C’è stato da parte dell’Italia un tentativo di intervenire nella vicenda?
«Nemmeno ai tempi della dittatura, quando moltissimi argentini scapparono in Italia, la nostra nazione si attivò con reale convinzione. D’altronde nel libro Una Generazione Scomparsa ho raccontato anche della presenza della Loggia Massonica P2 nel governo presieduto dal generale dell’Esercito Jorge Videla e i forti interessi economici che anche l’Italia aveva (e ancora ha) in Argentina: nel 1977 per esempio l’Italia era il partner commerciale più forte dello Stato sudamericano, tra i Paesi Cee. Mentre governi italiano e argentino si scambiavano visite di cortesia e commesse importanti, un coraggioso giornalista del Corriere della Sera, Giangiacomo Foà, e un altrettanto coraggioso giovane console, Enrico Calamai, furono gli unici ad attivarsi concretamente, rischiando non sono il lavoro ma anche la propria stessa vita, per cercare di aiutare le persone a fuggire dalla repressione del loro governo. In quel capitolo racconto di diverse interrogazioni parlamentari da parte di diversi partiti e le dichiarazioni di impegno per fare luce sulla sorte dei nostri connazionali desaparecidos, che ottennero risposte molto vaghe. Solo dopo la caduta della dittatura in Italia, e la comunicazione della Junta che tutti cittadini argentini e stranieri (italiani compresi) erano morti, il velo del silenzio cominciò a squarciarsi. E allora ecco che si fanno largo i telegrammi dell’allora Presidente della Repubblica Sandro Pertini inviati a uno dei generali della Junta, l’ultima, in cui espresse “lo sdegno e la protesta mia e del popolo italiano in nome degli elementari diritti umani, così crudelmente scherniti e calpestati”, parlò di “delitti orrendi consumati contro vittime innocenti” e ricordò l’adesione dell’Argentina alla Carta di San Francisco sui diritti delle persone: un accordo che lo Stato sudamericano stava disattendendo e per il quale i suoi governanti avrebbero dovuto rispondere innanzi al mondo intero.»

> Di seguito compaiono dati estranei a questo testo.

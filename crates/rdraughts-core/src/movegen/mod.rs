//! Legal move generation
//!
//! International draughts rules: men step diagonally forward, kings slide
//! any distance. Captures jump in all four diagonal directions (kings at any
//! distance, landing anywhere beyond) and chain; captured pieces stay on the
//! board as obstacles until the whole sequence commits, and no piece may be
//! captured twice. The majority rule makes capturing mandatory and keeps
//! only maximum-length sequences.
//!
//! Capture chains are explored with an exhaustive depth-first walk. The
//! origin square counts as vacated while exploring (a chain may return to
//! it); pending captures are tracked on the step stack itself.

use crate::error::EngineError;
use crate::position::Position;
use crate::types::{CaptureStep, Direction, Move, PieceKind, Side, Square};
use smallvec::SmallVec;

type StepList = SmallVec<[CaptureStep; 4]>;

/// All legal moves for `side`. If any capture exists, quiet moves are
/// illegal and only maximum-length capture sequences are returned; distinct
/// maximal sequences are all returned, even when they share origin and
/// destination.
pub fn generate_legal_moves(pos: &Position, side: Side) -> Vec<Move> {
    let captures = generate_captures(pos, side);
    if !captures.is_empty() {
        return captures;
    }
    generate_quiet_moves(pos, side)
}

/// Maximum-length capture sequences for `side` (empty when none exist)
pub fn generate_captures(pos: &Position, side: Side) -> Vec<Move> {
    let mut sequences = Vec::new();
    let mut steps = StepList::new();

    for (sq, piece) in pos.pieces() {
        if !piece.is_side(side) {
            continue;
        }
        match piece.kind {
            PieceKind::Man => extend_man_captures(pos, side, sq, sq, &mut steps, &mut sequences),
            PieceKind::King => extend_king_captures(pos, side, sq, sq, &mut steps, &mut sequences),
        }
        debug_assert!(steps.is_empty());
    }

    let max_len = sequences.iter().map(Move::capture_count).max().unwrap_or(0);
    sequences.retain(|mv| mv.capture_count() == max_len);
    sequences
}

/// Quiet (non-capturing) moves for `side`, ignoring the majority rule
pub fn generate_quiet_moves(pos: &Position, side: Side) -> Vec<Move> {
    let mut moves = Vec::new();
    for (sq, piece) in pos.pieces() {
        if !piece.is_side(side) {
            continue;
        }
        match piece.kind {
            PieceKind::Man => {
                for dir in forward_dirs(side) {
                    if let Some(to) = sq.step(dir)
                        && pos.is_empty_at(to)
                    {
                        moves.push(Move::quiet(sq, to));
                    }
                }
            }
            PieceKind::King => {
                for dir in Direction::ALL {
                    let mut cursor = sq.step(dir);
                    while let Some(to) = cursor {
                        if !pos.is_empty_at(to) {
                            break;
                        }
                        moves.push(Move::quiet(sq, to));
                        cursor = to.step(dir);
                    }
                }
            }
        }
    }
    moves
}

/// Whether `side` has at least one capture available
pub fn has_capture(pos: &Position, side: Side) -> bool {
    for (sq, piece) in pos.pieces() {
        if !piece.is_side(side) {
            continue;
        }
        let found = match piece.kind {
            PieceKind::Man => man_can_jump(pos, side, sq),
            PieceKind::King => king_can_jump(pos, side, sq),
        };
        if found {
            return true;
        }
    }
    false
}

/// Quiet-move counts for `side`, split by piece kind (man moves, king moves).
/// Used by the evaluator's mobility feature.
pub fn side_mobility(pos: &Position, side: Side) -> (u32, u32) {
    let mut man_moves = 0;
    let mut king_moves = 0;
    for (sq, piece) in pos.pieces() {
        if !piece.is_side(side) {
            continue;
        }
        match piece.kind {
            PieceKind::Man => man_moves += quiet_move_count_from(pos, sq),
            PieceKind::King => king_moves += quiet_move_count_from(pos, sq),
        }
    }
    (man_moves, king_moves)
}

/// Number of quiet moves available to the piece on `sq` (0 if empty)
pub fn quiet_move_count_from(pos: &Position, sq: Square) -> u32 {
    let Some(piece) = pos.piece_at(sq) else {
        return 0;
    };
    let mut count = 0;
    match piece.kind {
        PieceKind::Man => {
            for dir in forward_dirs(piece.side) {
                if let Some(to) = sq.step(dir)
                    && pos.is_empty_at(to)
                {
                    count += 1;
                }
            }
        }
        PieceKind::King => {
            for dir in Direction::ALL {
                let mut cursor = sq.step(dir);
                while let Some(to) = cursor {
                    if !pos.is_empty_at(to) {
                        break;
                    }
                    count += 1;
                    cursor = to.step(dir);
                }
            }
        }
    }
    count
}

/// Resolve a move given in standard notation (`32-28`, `33x22x13`) against
/// the legal moves of the position. Capture notation names only landing
/// squares, so the captured pieces are recovered from the move list; when
/// several maximal sequences share the same notation the first generated
/// one is returned.
pub fn find_move(pos: &Position, side: Side, notation: &str) -> Result<Move, EngineError> {
    let wanted = notation.trim();
    if wanted.is_empty() {
        return Err(EngineError::InvalidNotation("empty move"));
    }
    generate_legal_moves(pos, side)
        .into_iter()
        .find(|mv| mv.to_string() == wanted)
        .ok_or(EngineError::IllegalMove)
}

/// Move-count walk over the legal move tree, for generator validation
pub fn perft(pos: &Position, side: Side, depth: u32) -> u64 {
    if depth == 0 {
        return 1;
    }
    let moves = generate_legal_moves(pos, side);
    if depth == 1 {
        return moves.len() as u64;
    }
    moves
        .iter()
        .map(|mv| perft(&pos.apply(mv, side), side.opponent(), depth - 1))
        .sum()
}

/// The two forward diagonal directions for a side's men
#[inline]
const fn forward_dirs(side: Side) -> [Direction; 2] {
    match side {
        Side::Light => [Direction::UpLeft, Direction::UpRight],
        Side::Dark => [Direction::DownLeft, Direction::DownRight],
    }
}

/// Landing availability during chain exploration: empty, or the vacated
/// origin square of the capturing piece.
#[inline]
fn landing_free(pos: &Position, sq: Square, origin: Square) -> bool {
    pos.is_empty_at(sq) || sq == origin
}

#[inline]
fn is_pending(steps: &StepList, sq: Square) -> bool {
    steps.iter().any(|s| s.captured == sq)
}

fn extend_man_captures(
    pos: &Position,
    side: Side,
    current: Square,
    origin: Square,
    steps: &mut StepList,
    out: &mut Vec<Move>,
) {
    let mut extended = false;
    for dir in Direction::ALL {
        let Some(over) = current.step(dir) else {
            continue;
        };
        let Some(victim) = pos.piece_at(over) else {
            continue;
        };
        if victim.is_side(side) || is_pending(steps, over) {
            continue;
        }
        let Some(landing) = over.step(dir) else {
            continue;
        };
        if !landing_free(pos, landing, origin) {
            continue;
        }
        extended = true;
        steps.push(CaptureStep { from: current, to: landing, captured: over });
        extend_man_captures(pos, side, landing, origin, steps, out);
        steps.pop();
    }
    if !extended && !steps.is_empty() {
        out.push(Move::capture(steps.clone()));
    }
}

fn extend_king_captures(
    pos: &Position,
    side: Side,
    current: Square,
    origin: Square,
    steps: &mut StepList,
    out: &mut Vec<Move>,
) {
    let mut extended = false;
    for dir in Direction::ALL {
        // Slide over empty squares to the first piece on this diagonal
        let mut cursor = current.step(dir);
        while let Some(sq) = cursor {
            if landing_free(pos, sq, origin) {
                cursor = sq.step(dir);
            } else {
                break;
            }
        }
        let Some(over) = cursor else {
            continue;
        };
        let victim = pos.piece_at(over).expect("scan stopped on an occupied square");
        // Own pieces block; a pending capture blocks its whole line and may
        // not be jumped again
        if victim.is_side(side) || is_pending(steps, over) {
            continue;
        }

        // Every empty square beyond the victim is a landing candidate
        let mut landing = over.step(dir);
        while let Some(to) = landing {
            if !landing_free(pos, to, origin) {
                break;
            }
            extended = true;
            steps.push(CaptureStep { from: current, to, captured: over });
            extend_king_captures(pos, side, to, origin, steps, out);
            steps.pop();
            landing = to.step(dir);
        }
    }
    if !extended && !steps.is_empty() {
        out.push(Move::capture(steps.clone()));
    }
}

fn man_can_jump(pos: &Position, side: Side, sq: Square) -> bool {
    for dir in Direction::ALL {
        if let Some(over) = sq.step(dir)
            && let Some(victim) = pos.piece_at(over)
            && !victim.is_side(side)
            && let Some(landing) = over.step(dir)
            && pos.is_empty_at(landing)
        {
            return true;
        }
    }
    false
}

fn king_can_jump(pos: &Position, side: Side, sq: Square) -> bool {
    for dir in Direction::ALL {
        let mut cursor = sq.step(dir);
        while let Some(scan) = cursor {
            match pos.piece_at(scan) {
                None => cursor = scan.step(dir),
                Some(victim) => {
                    if !victim.is_side(side)
                        && let Some(landing) = scan.step(dir)
                        && pos.is_empty_at(landing)
                    {
                        return true;
                    }
                    break;
                }
            }
        }
    }
    false
}
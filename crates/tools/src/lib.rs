//! Shared helpers for the engine tooling binaries

pub mod selfplay;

Veniamo, per finire, al suo “compagno di viaggio”: Pericle Camuffo
«L’occhio, i miti e i racconti dei Mapuche contenuti nel libro sono tutti di Pericle. Io mi sono occupata maggiormente della raccolta delle testimonianze attraverso interviste, di agganciare dati e informazioni. Pericle, appassionato di storia come me, è studioso di antropologia e quindi ha dato un’impronta più scientifica e “alta” al libro. Peraltro Pericle nel 2008 aveva già scritto un volume sui Benetton, United Business of Benetton (anche questo pubblicato da Stampa Alternativa), in cui raccontava, tra i tanti business della famiglia veneta, anche la vicenda dei Mapuche Rosa e Atilio. Senza Pericle, e senza Marcello Baraghini, Alla fine del mondo non avrebbe mai visto la luce.»